Juifs polonais

 

 

                                          I

 

Oh, tu es pour l’Europe, sérieuse nation juive,

Un monument, brisé quelque part en Orient,

Dont les débris en tout lieu dispersés

Portent chacun l’éternel hiéroglyphe !

L’homme du Nord, dans ses bois de sapins,

Quand il t’a rencontrée, ne peut que pressentir

Le solaire reflet de ta patrie qui, dans l’azur,

Comme Moïse dans les eaux du Nil,

A baigné ; et il dit : « Grand celui qui fut porté si haut

Et s’écroula ; et comme vous, se tait. »

 

 

                                          II

 

Nous, fils du Nord, à la crinière fauve,

Nous, nuages neigeux d’une neigeuse histoire,

Sans passer par la lettre, et sans quitter la terre,

Voyons directement les hauts-lieux du ciel ;

Comme les fils d’Agar, de par le fait du sol,

Et les fils de Sarah, de par la grâce de nos pères,

Avant les autres, et tout différemment,

Nous vous avons reconnus ; et non par fatigue ;

Lorsque le noble a partagé ses armes

Avec vous – il y mit la Croix qui ne ment pas *.

 

 

                                          III

 

L’histoire apparemment n’est qu’un désordre,

Mais en fait elle est force immense et harmonie.

Car c’est comme un contrat

Qu’un archange là-haut tient en sa garde.

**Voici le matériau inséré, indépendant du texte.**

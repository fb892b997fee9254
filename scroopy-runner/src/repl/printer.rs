use std::rc::Rc;

use scroopy_core::parser::ParseError;
use scroopy_interpreter::object::{EvaluationError, Object};

pub trait Printer {
    type Object;

    fn print(&mut self, object: Self::Object);
}

pub struct InterpreterPrinter {}

impl Printer for InterpreterPrinter {
    type Object = Result<Rc<Object>, EvaluationError>;

    fn print(&mut self, object: Self::Object) {
        println!("{}", format_result(&object));
    }
}

fn format_result(object: &Result<Rc<Object>, EvaluationError>) -> String {
    match object {
        Ok(obj) => obj.to_string(),
        Err(err) => format!("ERROR: {}", err),
    }
}

pub fn print_parse_errors(errors: &[ParseError]) {
    for error in errors {
        println!("\t{}", error);
    }
}

#[cfg(test)]
mod tests {
    use super::*;
    use pretty_assertions::assert_eq;
    use scroopy_interpreter::object::ObjectType;

    #[test]
    fn test_format_result() {
        assert_eq!(
            format_result(&Ok(Object::array(vec![Object::integer(1), Object::null()]))),
            "[1, null]"
        );
        assert_eq!(
            format_result(&Err(EvaluationError::NotAFunction(ObjectType::Integer))),
            "ERROR: not a function: INTEGER"
        );
    }
}
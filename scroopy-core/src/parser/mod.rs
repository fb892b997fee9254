pub mod error;
pub mod expressions;
pub mod statements;

use tracing::{debug, trace};

use crate::ast::Program;
use crate::lexer::{Token, TokenKind, Tokenizer};
pub use error::ParseError;
use statements::parse_statement;

/// Parses a whole source text, returning the program together with every
/// diagnostic found. Callers should not evaluate a program with diagnostics.
pub fn parse(input: &str) -> (Program, Vec<ParseError>) {
    let mut parser = Parser::new(Tokenizer::new(input));
    let program = parser.parse_program();
    (program, parser.into_errors())
}

/// Precedence climbing parser with one token of lookahead.
///
/// A production that fails is reported and yields nothing, but the productions
/// around it keep consuming their own tokens, so a mistake inside an
/// expression is reported once. A statement that cannot start (a `let`
/// without a name or `=`) is dropped and parsing resumes at the very next
/// token, which may add further diagnostics.
pub struct Parser<'a> {
    tokenizer: Tokenizer<'a>,
    pub current: Token,
    pub peek: Token,
    errors: Vec<ParseError>,
}

impl<'a> Parser<'a> {
    pub fn new(mut tokenizer: Tokenizer<'a>) -> Self {
        let current = tokenizer.next_token();
        let peek = tokenizer.next_token();
        Self {
            tokenizer,
            current,
            peek,
            errors: Vec::new(),
        }
    }

    pub fn next_token(&mut self) {
        let next = self.tokenizer.next_token();
        self.current = std::mem::replace(&mut self.peek, next);
    }

    pub fn current_is(&self, kind: TokenKind) -> bool {
        self.current.kind == kind
    }

    pub fn peek_is(&self, kind: TokenKind) -> bool {
        self.peek.kind == kind
    }

    /// Advances only if the lookahead has the expected kind; otherwise the
    /// mismatch is recorded.
    pub(crate) fn expect_peek(&mut self, kind: TokenKind) -> Option<()> {
        if self.peek_is(kind) {
            self.next_token();
            Some(())
        } else {
            self.record(ParseError::unexpected_token(kind, self.peek.kind));
            None
        }
    }

    pub(crate) fn skip_terminator(&mut self) {
        if self.peek_is(TokenKind::SemiColon) {
            self.next_token();
        }
    }

    pub(crate) fn record(&mut self, error: ParseError) {
        trace!(%error, position = self.current.start, "parse error");
        self.errors.push(error);
    }

    pub fn errors(&self) -> &[ParseError] {
        &self.errors
    }

    pub fn into_errors(self) -> Vec<ParseError> {
        self.errors
    }

    pub fn parse_program(&mut self) -> Program {
        let mut statements = Vec::new();

        while !self.current_is(TokenKind::Eof) {
            if let Some(statement) = parse_statement(self) {
                statements.push(statement);
            }
            self.next_token();
        }

        debug!(
            statements = statements.len(),
            errors = self.errors.len(),
            "parsed program"
        );
        Program { statements }
    }
}
//! Tree-walking evaluator for the Scroopy language.

pub mod builtins;
pub mod environment;
pub mod evaluator;
pub mod object;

Et voilà : aux pavés de Varsovie, le juif

Monte d’un même cœur que le Polonais

– Alors que les nations terrestres les plus riches

Lui offraient de ces croix, non dont on agonise

Mais dont on s’enrichit, il a préféré

Frapper du bras désarmé de David.

 

 

                                          IV

 

Ô sérieuse nation ! Glorieuse en tes fils

Qui n’eurent pas d’effroi dans l’orage mongol,

Défendant avec nous le Dieu de Moïse

D’un front de chevalier et d’un bras nu.

Fils aimés de l’histoire, qui opposent

Un haut geste aux barbares et disent : Je maintiens !

Je crois au signe, et non à la multitude.

Dès avant son néant, j’étais déjà sevré.

J’ai connu l’antique Nature, je hais le joug.

Je te ferai berger à cheval : sans bétail.

 

 

 

Cyprian Kamil NORWID, 1861.

 

Traduit par Yves Bonnefoy.

 

Recueilli dans Anthologie de la poésie espagnole,

Stock, 1957.

 

 

 

* La révolte des Polonais, qui allait éclater en 1863 en une insurrection armée, montait déjà en 1861. Le 8 avril, une grande manifestation patriotique dirigée contre l’occupant russe eut lieu dans les rues de Varsovie, avec la participation de très nombreux juifs. Le prêtre polonais qui portait une croix à la tête du cortège ayant été tué, un jeune juif de dix-sept ans souleva la croix et continua à la porter.